Posted on Monday, November 28, 2016 at 2:09 PM

A few tips to keep in mind when writing your story's beginning.

By Peter P. Jacobi

To remind you once again: My assigned duties for a lead are to 1) attract attention, 2) establish the subject, 3) set the tone, and 4) guide or bridge into the story. All leads, I have consistently argued, must accomplish these responsibilities.

But there's more to consider when we strive to construct beginnings. To help you in working to shape a lead and to help the reader become immediately tuned to what we've written, careful consideration should be given to what the purpose or goal of our article is to be.

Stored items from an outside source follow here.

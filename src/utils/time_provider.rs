use chrono::{DateTime, Utc};

///
/// An overridable clock - used for tests to drive token expiry and the
/// throttle window.
///
#[derive(Debug)]
pub struct TimeProvider {
    fixed: Option<DateTime<Utc>>
}

impl TimeProvider {
    pub fn default() -> Self {
        TimeProvider { fixed: None }
    }

    pub fn now(&self) -> DateTime<Utc> {
        match self.fixed {
            Some(fixed) => fixed,
            None => Utc::now()
        }
    }

    pub fn fix(&mut self, fixed: Option<DateTime<Utc>>) {
        self.fixed = fixed;
    }
}
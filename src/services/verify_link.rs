use tonic::{Request, Response, Status};
use super::invalid_token;
use crate::{grpc::{api, common}, model::token::TokenCheck, utils::{context::ServiceContext, errors::ErrorCode}};

///
/// The 'can the reset page render' check for an inbound signed link.
///
/// The signature is verified first and fails closed - an unsigned or forged
/// request never reaches the token store. Only then is the token checked,
/// non-destructively.
///
pub async fn verify_reset_link(ctx: &ServiceContext, request: Request<api::VerifyLinkRequest>)
    -> Result<Response<common::Empty>, Status> {

    let request = request.into_inner();

    ctx.signer().verify(&request.email, &request.token, request.expires_at, &request.signature)?;

    // The signature covers the expiry, so this figure is trustworthy.
    let now = ctx.now();
    if now.timestamp_millis() as u64 > request.expires_at {
        return Err(ErrorCode::SignatureExpired
            .with_msg("The reset link has expired, request a new one").into())
    }

    match ctx.tokens().check(&request.email, &request.token, now) {
        TokenCheck::Valid => Ok(Response::new(common::Empty{})),
        check => {
            tracing::info!("Rejected reset link for {}: {:?}", request.email, check);
            Err(invalid_token().into())
        },
    }
}
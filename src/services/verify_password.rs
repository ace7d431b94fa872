use tonic::{Request, Response, Status};
use crate::model::algorithm;
use crate::utils::{context::ServiceContext, errors::{ErrorCode, WardenError}};
use crate::grpc::{api, common};

///
/// Verify a plain-text password against the stored credential hash.
///
/// An unknown email and a wrong password both get the same generic rejection.
///
pub async fn verify_password(ctx: &ServiceContext, request: Request<api::VerifyRequest>)
    -> Result<Response<common::Empty>, Status> {

    let request = request.into_inner();

    let credential = match ctx.credentials().load(&request.email) {
        Some(credential) => credential,
        None => return Err(ErrorCode::CredentialNotMatch.with_msg("The credentials did not match").into()),
    };

    // Verifying the hash is as CPU-bound as creating it - use the blocking pool.
    let plain_text_password = request.plain_text_password.clone();
    let valid = tokio::task::spawn_blocking(move || algorithm::validate(&plain_text_password, &credential.phc))
        .await
        .map_err(WardenError::from)?
        ?;

    if !valid {
        return Err(ErrorCode::CredentialNotMatch.with_msg("The credentials did not match").into())
    }

    Ok(Response::new(common::Empty{}))
}
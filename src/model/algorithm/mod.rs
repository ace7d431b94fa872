pub mod argon;
pub mod bcrypt;
pub mod pbkdf2;

use std::str::FromStr;
use derive_more::Display;
use serde::{Deserialize, Serialize};
use crate::utils::errors::{ErrorCode, WardenError};

#[derive(Clone, Copy, Debug, Deserialize, Display, Serialize, PartialEq)]
pub enum Algorithm {
    Argon,
    BCrypt,
    PBKDF2,
}

///
/// Hash the plain text password into a PHC string using the given algorithm's
/// default parameters.
///
pub fn hash_into_phc(algorithm: Algorithm, plain_text_password: &str) -> Result<String, WardenError> {
    match algorithm {
        Algorithm::Argon  => argon::ArgonParams::default().hash_into_phc(plain_text_password),
        Algorithm::BCrypt => bcrypt::BCryptParams::default().hash_into_phc(plain_text_password),
        Algorithm::PBKDF2 => pbkdf2::PBKDF2Params::default().hash_into_phc(plain_text_password),
    }
}

///
/// Validate if the plain_text_password matches the hashed password provided.
///
/// The algorithm is constructed and used from the PHC string provided.
///
pub fn validate(plain_text_password: &str, phc: &str) -> Result<bool, WardenError> {
    match select(phc)? {
        Algorithm::Argon  => argon::validate(phc, plain_text_password),
        Algorithm::BCrypt => bcrypt::validate(phc, plain_text_password),
        Algorithm::PBKDF2 => pbkdf2::validate(phc, plain_text_password),
    }
}

///
/// Parse the first part of the phc string and return the algorithm.
///
fn select(phc: &str) -> Result<Algorithm, WardenError> {
    let mut split = phc.split("$");
    split.next(); /* Skip first it's blank */

    match split.next() {
        Some(algorithm) => Algorithm::from_str(algorithm),
        None => return Err(ErrorCode::InvalidPHCFormat.with_msg("The PHC is invalid, there's no algorithm")),
    }
}

///
/// Accepts both configuration names (argon2, bcrypt, pbkdf2) and PHC prefixes.
///
impl FromStr for Algorithm {
    type Err = WardenError;

    fn from_str(input: &str) -> Result<Algorithm, Self::Err> {
        match input {
            "argon2"   |
            "argon2i"  |
            "argon2d"  |
            "argon2id" => Ok(Algorithm::Argon),

            "bcrypt" |
            "2a" |
            "2b" |
            "2x" |
            "2y" => Ok(Algorithm::BCrypt),

            "pbkdf2" |
            "pbkdf2-sha256" => Ok(Algorithm::PBKDF2),

            _ => Err(ErrorCode::UnknownAlgorithmVariant.with_msg(&format!("algorithm {} is un-handled", input))),
        }
    }
}
use std::str::FromStr;
use serde::{Deserialize, Serialize};
use super::algorithm::{self, Algorithm};
use crate::utils::config::Configuration;
use crate::utils::errors::{ErrorCode, WardenError};

///
/// The rules a replacement password must satisfy, plus the algorithm used to
/// hash it.
///
/// Validation is a pure function over the submitted form fields - it touches
/// no store and causes no mutation, so a failing submission leaves the world
/// exactly as it was.
///
#[derive(Clone, Debug, Deserialize, Serialize)]
pub struct PasswordPolicy {
    pub min_length: u32,
    pub max_length: u32,
    pub algorithm: Algorithm,
}

impl PasswordPolicy {
    pub fn from_config(config: &Configuration) -> Result<Self, WardenError> {
        Ok(PasswordPolicy {
            min_length: config.min_password_length,
            max_length: config.max_password_length,
            algorithm: Algorithm::from_str(&config.hash_algorithm)?,
        })
    }

    ///
    /// Check the submitted password and confirmation. The first failing rule
    /// is returned, scoped to the field it concerns.
    ///
    pub fn validate_reset(&self, new_password: &str, confirmation: &str) -> Result<(), WardenError> {

        if new_password.is_empty() {
            return Err(ErrorCode::PasswordRequired
                .with_msg("the password field is required"))
        }

        if confirmation.is_empty() {
            return Err(ErrorCode::ConfirmationRequired
                .with_msg("the passwordConfirmation field is required"))
        }

        // Exact match - no trimming, no case-folding.
        if new_password != confirmation {
            return Err(ErrorCode::PasswordMismatch
                .with_msg("the password and passwordConfirmation fields must be the same"))
        }

        if new_password.len() < self.min_length as usize {
            return Err(ErrorCode::PasswordTooShort
                .with_msg(&format!("passwords must be at least {} characters", self.min_length)))
        }

        if new_password.len() > self.max_length as usize {
            return Err(ErrorCode::PasswordTooLong
                .with_msg(&format!("passwords may not be more than {} characters", self.max_length)))
        }

        Ok(())
    }

    ///
    /// Hash the password into a PHC string with the configured algorithm.
    ///
    /// ref: https://github.com/P-H-C/phc-string-format/blob/master/phc-sf-spec.md
    ///
    pub fn hash_into_phc(&self, plain_text_password: &str) -> Result<String, WardenError> {
        algorithm::hash_into_phc(self.algorithm, plain_text_password)
    }
}
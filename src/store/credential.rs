use parking_lot::Mutex;
use chrono::{DateTime, Utc};
use std::collections::HashMap;
use crate::model::credential::Credential;

///
/// Holds the hashed credentials, keyed by email. Written only by the reset
/// pipeline after a winning token consume.
///
pub struct CredentialStore {
    credentials: Mutex<HashMap<String, Credential>>,
}

impl CredentialStore {
    pub fn new() -> Self {
        CredentialStore { credentials: Mutex::new(HashMap::new()) }
    }

    ///
    /// Create or update the credential for the email.
    ///
    pub fn upsert(&self, email: &str, phc: &str, now: DateTime<Utc>) {
        self.credentials.lock().insert(email.to_string(), Credential {
            email: email.to_string(),
            phc: phc.to_string(),
            changed_on: now,
        });
    }

    pub fn load(&self, email: &str) -> Option<Credential> {
        self.credentials.lock().get(email).cloned()
    }
}
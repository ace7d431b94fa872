pub mod credential;
pub mod throttle;
pub mod token;
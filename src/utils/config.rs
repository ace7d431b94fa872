use std::fmt::Write;
use std::env::VarError;
use config::ConfigError;
use serde::{Deserialize, Serialize};
use super::errors::WardenError;

///
/// The service configuration - initialised at start-up.
///
#[derive(Clone, Debug, Deserialize, Serialize)]
pub struct Configuration {
    pub address: String,                // The address and port to host the server on.
    pub token_ttl_seconds: u32,         // How long an issued reset token (and the signed link) lives.
    pub token_length: u32,              // Length of the generated reset token in characters.
    pub throttle_seconds: u32,          // Cooling-down window after a successful password change.
    pub min_password_length: u32,       // Replacement password policy.
    pub max_password_length: u32,
    pub hash_algorithm: String,         // argon2, bcrypt or pbkdf2.
    pub signing_key: Option<String>,    // The link-signing secret. Generated at start-up if absent.
    pub tls: bool,                      // Serve with TLS using certs/cert.pem and certs/key.pem.
}

impl Configuration {
    ///
    /// Load the service's configuration.
    ///
    pub fn from_env() -> Result<Configuration, ConfigError> {
        let mut cfg = config::Config::default();

        // Merge any environment variables with the same name as the struct fields.
        cfg.merge(config::Environment::new())?;

        // Set defaults for settings that were not specified.
        cfg.set_default("address", "[::1]:50052")?;
        cfg.set_default("token_ttl_seconds", 3600)?;
        cfg.set_default("token_length", 43)?;
        cfg.set_default("throttle_seconds", 60)?;
        cfg.set_default("min_password_length", 8)?;
        cfg.set_default("max_password_length", 128)?;
        cfg.set_default("hash_algorithm", "argon2")?;
        cfg.set_default("signing_key", None::<String>)?;
        cfg.set_default("tls", false)?;

        let config: Configuration = cfg.try_into()?;

        Ok(config)
    }

    ///
    /// Pretty-print the config.
    ///
    pub fn fmt_console(&self) -> Result<String, WardenError> {
        // Serialise to JSON so we have fields to iterate.
        let values = serde_json::to_value(&self)?;

        // Turn into a hashmap.
        let values = values.as_object().expect("No config props");

        // Sort by keys.
        let mut sorted: Vec<_> = values.iter().collect();
        sorted.sort_by_key(|a| a.0);

        let mut output = String::new();
        for (k, v) in sorted {
            if k == "signing_key" {
                writeln!(&mut output, "{:>23}: <hidden>", k).unwrap();
                continue;
            }
            writeln!(&mut output, "{:>23}: {}", k, v).unwrap();
        }

        Ok(output)
    }
}

///
/// If the specified environment variable is not set for this process, set it to the default value specified.
///
pub fn default_env(key: &str, value: &str) {
    if let Err(VarError::NotPresent) = std::env::var(key) {
        std::env::set_var(key, value);
    }
}
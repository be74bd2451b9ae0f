// SPDX-License-Identifier: Apache-2.0
// © James Ross Ω FLYING•ROBOTS <https://github.com/flyingrobots>
//! Storage port and JSON service.

use serde::{de::DeserializeOwned, Serialize};
use thiserror::Error;
use tracing::debug;

/// Storage port for raw config blobs, keyed by logical name.
pub trait ConfigStore {
    /// Loads the blob stored under `key`. Returns [`ConfigError::NotFound`]
    /// when nothing is stored there.
    fn load_raw(&self, key: &str) -> Result<Vec<u8>, ConfigError>;
    /// Stores `data` under `key`, replacing any previous blob.
    fn save_raw(&self, key: &str, data: &[u8]) -> Result<(), ConfigError>;
}

/// Error type for config operations.
#[derive(Debug, Error)]
pub enum ConfigError {
    /// Key not present in store.
    #[error("not found")]
    NotFound,
    /// Key is empty or not usable as a file stem.
    #[error("invalid config key {0:?}")]
    InvalidKey(String),
    /// I/O error while reading or writing.
    #[error("io error: {0}")]
    Io(#[from] std::io::Error),
    /// Serialization or deserialization failure.
    #[error("serde error: {0}")]
    Serde(#[from] serde_json::Error),
    /// The platform config directory could not be resolved.
    #[error("could not resolve config dir")]
    NoConfigDir,
}

/// Checks that `key` is a plain name: ASCII letters, digits, `-`, `_` or `.`,
/// not starting with `.`.
pub fn validate_key(key: &str) -> Result<(), ConfigError> {
    let plain = !key.is_empty()
        && !key.starts_with('.')
        && key
            .bytes()
            .all(|b| b.is_ascii_alphanumeric() || matches!(b, b'-' | b'_' | b'.'));
    if plain {
        Ok(())
    } else {
        Err(ConfigError::InvalidKey(key.to_owned()))
    }
}

/// Serializes config values and delegates storage to a [`ConfigStore`].
#[derive(Debug)]
pub struct ConfigService<S> {
    store: S,
}

impl<S> ConfigService<S> {
    /// Wraps `store`.
    pub fn new(store: S) -> Self {
        Self { store }
    }

    /// Borrows the underlying store.
    pub fn store(&self) -> &S {
        &self.store
    }

    /// Consumes the service and returns the store.
    pub fn into_inner(self) -> S {
        self.store
    }
}

impl<S> ConfigService<S>
where
    S: ConfigStore,
{
    /// Loads and deserializes the value under `key`. `Ok(None)` when missing
    /// or empty.
    pub fn load<T>(&self, key: &str) -> Result<Option<T>, ConfigError>
    where
        T: DeserializeOwned,
    {
        validate_key(key)?;
        match self.store.load_raw(key) {
            Ok(bytes) if bytes.is_empty() => Ok(None),
            Ok(bytes) => Ok(Some(serde_json::from_slice(&bytes)?)),
            Err(ConfigError::NotFound) => Ok(None),
            Err(e) => Err(e),
        }
    }

    /// Serializes `value` and stores it under `key`.
    pub fn save<T>(&self, key: &str, value: &T) -> Result<(), ConfigError>
    where
        T: Serialize,
    {
        validate_key(key)?;
        let data = serde_json::to_vec_pretty(value)?;
        self.store.save_raw(key, &data)
    }

    /// Loads the value under `key`, persisting `T::default()` first when
    /// nothing is stored yet.
    pub fn load_or_init<T>(&self, key: &str) -> Result<T, ConfigError>
    where
        T: DeserializeOwned + Serialize + Default,
    {
        if let Some(value) = self.load(key)? {
            return Ok(value);
        }
        let value = T::default();
        self.save(key, &value)?;
        debug!(key, "persisted default config");
        Ok(value)
    }
}
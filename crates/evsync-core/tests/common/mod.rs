// SPDX-License-Identifier: Apache-2.0
// © James Ross Ω FLYING•ROBOTS <https://github.com/flyingrobots>
#![allow(dead_code)]

use std::future::Future;

use evsync_core::{
    make_subject_id, ClassificationError, Classify, EventClassification, ScopeKind, SubjectId,
    SyncConfig, Synchronizer,
};
use tokio::task::LocalSet;

/// Runs `body` on a fresh `LocalSet` with a synchronizer started on it.
///
/// The test thread is the scheduler thread for the duration of the call.
pub async fn on_scheduler<F, Fut>(body: F) -> Fut::Output
where
    F: FnOnce(Synchronizer) -> Fut,
    Fut: Future,
{
    LocalSet::new()
        .run_until(async move {
            let sync = Synchronizer::start(SyncConfig::default());
            body(sync).await
        })
        .await
}

/// Lets every runnable local task take a turn.
pub async fn settle() {
    for _ in 0..8 {
        tokio::task::yield_now().await;
    }
}

pub fn player(label: &str) -> SubjectId {
    make_subject_id(label)
}

pub fn global(tags: &[&str]) -> EventClassification {
    EventClassification::global(tags.iter().copied())
}

pub fn per(subject: SubjectId, tags: &[&str]) -> EventClassification {
    EventClassification::per_subject(subject, tags.iter().copied())
}

/// A quest step for one player, the way the dispatch layer models it.
pub struct QuestStep {
    pub player: SubjectId,
    pub quest: &'static str,
}

impl Classify for QuestStep {
    fn classify(&self) -> Result<EventClassification, ClassificationError> {
        Ok(EventClassification::per_subject(
            self.player,
            ["quests", self.quest],
        ))
    }
}

/// A world mutation (block change, weather) affecting every player.
pub struct WorldEdit;

impl Classify for WorldEdit {
    fn classify(&self) -> Result<EventClassification, ClassificationError> {
        Ok(EventClassification::global(["modify_world"]))
    }
}

/// An event whose resolver reports a per-player scope but no player.
pub struct DetachedPlayerEvent;

impl Classify for DetachedPlayerEvent {
    fn classify(&self) -> Result<EventClassification, ClassificationError> {
        EventClassification::from_parts(ScopeKind::PerSubject, None, ["inventory"])
    }
}
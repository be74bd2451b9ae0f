// SPDX-License-Identifier: Apache-2.0
// © James Ross Ω FLYING•ROBOTS <https://github.com/flyingrobots>

// Telemetry helpers: structured `tracing` events for admissions, parks,
// releases, and a counters snapshot exposed through `Synchronizer::stats`.

use std::time::Duration;

use tracing::{debug, error, trace, warn};

use crate::classification::EventClassification;
use crate::ident::{EntryId, WaiterId};

/// Counters accumulated by one synchronizer instance.
#[derive(Debug, Clone, Copy, Default, PartialEq, Eq)]
pub struct SyncStats {
    /// Entries admitted without waiting.
    pub fast_path: u64,
    /// Enter calls that had to park.
    pub parked: u64,
    /// Parked callers activated after their blockers exited.
    pub released: u64,
    /// Released callers that found new blockers and parked again.
    pub reparked: u64,
    /// Successful exits (local and remote).
    pub exited: u64,
    /// Exits delivered through a [`RemoteExit`](crate::RemoteExit).
    pub remote_exits: u64,
    /// Parked or activated-but-unclaimed callers whose future was dropped.
    pub abandoned: u64,
    /// Exit attempts rejected as unknown or foreign.
    pub rejected_exits: u64,
    /// Entries currently active.
    pub active: usize,
    /// Callers currently parked.
    pub waiting: usize,
    /// Subjects with at least one active entry.
    pub subjects: usize,
}

pub(crate) fn admitted(entry: EntryId, classification: &EventClassification) {
    trace!(entry = entry.value(), %classification, "admitted on fast path");
}

pub(crate) fn parked(waiter: WaiterId, classification: &EventClassification, blockers: usize) {
    debug!(
        waiter = waiter.value(),
        %classification,
        blockers,
        "parked behind active entries"
    );
}

pub(crate) fn released(waiter: WaiterId, entry: EntryId) {
    debug!(waiter = waiter.value(), entry = entry.value(), "released");
}

pub(crate) fn reparked(waiter: WaiterId, blockers: usize, reparks: u32, warn_at: u32) {
    if reparks >= warn_at {
        warn!(
            waiter = waiter.value(),
            blockers, reparks, "waiter keeps finding new blockers on release"
        );
    } else {
        debug!(waiter = waiter.value(), blockers, reparks, "reparked");
    }
}

pub(crate) fn resumed(entry: EntryId, waited: Duration, slow_after: Duration) {
    if waited >= slow_after {
        warn!(
            entry = entry.value(),
            waited_ms = waited.as_millis(),
            "slow activation"
        );
    } else {
        trace!(entry = entry.value(), waited_us = waited.as_micros(), "resumed");
    }
}

pub(crate) fn exited(entry: EntryId, released: usize, remote: bool) {
    trace!(entry = entry.value(), released, remote, "exited");
}

pub(crate) fn abandoned(waiter: WaiterId, activated: bool) {
    debug!(waiter = waiter.value(), activated, "enter future dropped");
}

pub(crate) fn remote_exit_failed(err: &crate::SyncError) {
    error!(%err, "remote exit rejected");
}
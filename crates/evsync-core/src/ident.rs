// SPDX-License-Identifier: Apache-2.0
// © James Ross Ω FLYING•ROBOTS <https://github.com/flyingrobots>
//! Identifier types for subjects, active entries, and parked waiters.
use blake3::Hasher;

/// Canonical 256-bit hash used to address subjects.
pub type Hash = [u8; 32];

/// Strongly typed identifier for the subject (player, entity) a
/// [`Scope::PerSubject`](crate::Scope::PerSubject) event concerns.
///
/// `SubjectId` is opaque. Label-derived ids come from [`make_subject_id`]
/// (`blake3("subject:" || label)`); callers that already hold a stable 32-byte
/// identity (for example a player UUID widened by the dispatch layer) use
/// [`SubjectId::from_raw`]. The engine only relies on equality and hashing.
#[repr(transparent)]
#[derive(Clone, Copy, PartialEq, Eq, PartialOrd, Ord, Hash, Debug)]
pub struct SubjectId(pub Hash);

impl SubjectId {
    /// Wraps an existing 32-byte identity.
    #[must_use]
    pub const fn from_raw(bytes: Hash) -> Self {
        Self(bytes)
    }

    /// Returns the canonical byte representation of this id.
    #[must_use]
    pub fn as_bytes(&self) -> &Hash {
        &self.0
    }
}

impl core::fmt::Display for SubjectId {
    fn fmt(&self, f: &mut core::fmt::Formatter<'_>) -> core::fmt::Result {
        f.write_str(&hex::encode(&self.0[..8]))
    }
}

/// Produces a stable, domain-separated subject identifier (prefix `b"subject:"`)
/// using BLAKE3.
pub fn make_subject_id(label: &str) -> SubjectId {
    let mut hasher = Hasher::new();
    hasher.update(b"subject:");
    hasher.update(label.as_bytes());
    SubjectId(hasher.finalize().into())
}

/// Identifier of an entry admitted into the active registry.
///
/// Issued monotonically per [`Synchronizer`](crate::Synchronizer); zero is
/// never issued.
#[repr(transparent)]
#[derive(Debug, Clone, Copy, PartialEq, Eq, Hash, Ord, PartialOrd)]
pub struct EntryId(u64);

impl EntryId {
    /// Constructs an `EntryId` from a raw `u64` value.
    #[must_use]
    pub const fn from_raw(value: u64) -> Self {
        Self(value)
    }

    /// Returns the underlying raw value.
    #[must_use]
    pub const fn value(self) -> u64 {
        self.0
    }
}

impl core::fmt::Display for EntryId {
    fn fmt(&self, f: &mut core::fmt::Formatter<'_>) -> core::fmt::Result {
        write!(f, "{}", self.0)
    }
}

/// Identifier of a parked caller on the wait ladder.
///
/// Ordering follows parking order, which is the order released waiters are
/// activated in.
#[repr(transparent)]
#[derive(Debug, Clone, Copy, PartialEq, Eq, Hash, Ord, PartialOrd)]
pub struct WaiterId(u64);

impl WaiterId {
    pub(crate) const fn from_raw(value: u64) -> Self {
        Self(value)
    }

    /// Returns the underlying raw value.
    #[must_use]
    pub const fn value(self) -> u64 {
        self.0
    }
}

impl core::fmt::Display for WaiterId {
    fn fmt(&self, f: &mut core::fmt::Formatter<'_>) -> core::fmt::Result {
        write!(f, "{}", self.0)
    }
}

/// Monotonic id source that skips zero.
#[derive(Debug)]
pub(crate) struct IdSequence(u64);

impl IdSequence {
    pub(crate) const fn new() -> Self {
        Self(0)
    }

    pub(crate) fn next(&mut self) -> u64 {
        self.0 = self.0.wrapping_add(1);
        if self.0 == 0 {
            self.0 = 1;
        }
        self.0
    }
}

Determining purpose or goal leads us to decisions about the actual content that fills the opening paragraphs. We need to consider the informational substance to use, so to provoke a reader to read.

1. A Sample News Story

If we're simply providing news about a meeting to come, then a bare-bones approach to information is probably sufficient:

"'How Journalists Can Sway Today's Readers into Reading What Needs to Be Read' is Indiana University Professor Emeritus of Journalism Peter Jacobi's topic when, on Wednesday evening at 7:30, he offers his contribution to the current Monroe County Library's 'Love of Language' lecture series."

It's a matter of supplying the five Ws and the H, or at least the start for that. The purpose of this straight news story is to alert readers about an event to come and, thereby, attract an audience to the event, nothing more. Purpose met.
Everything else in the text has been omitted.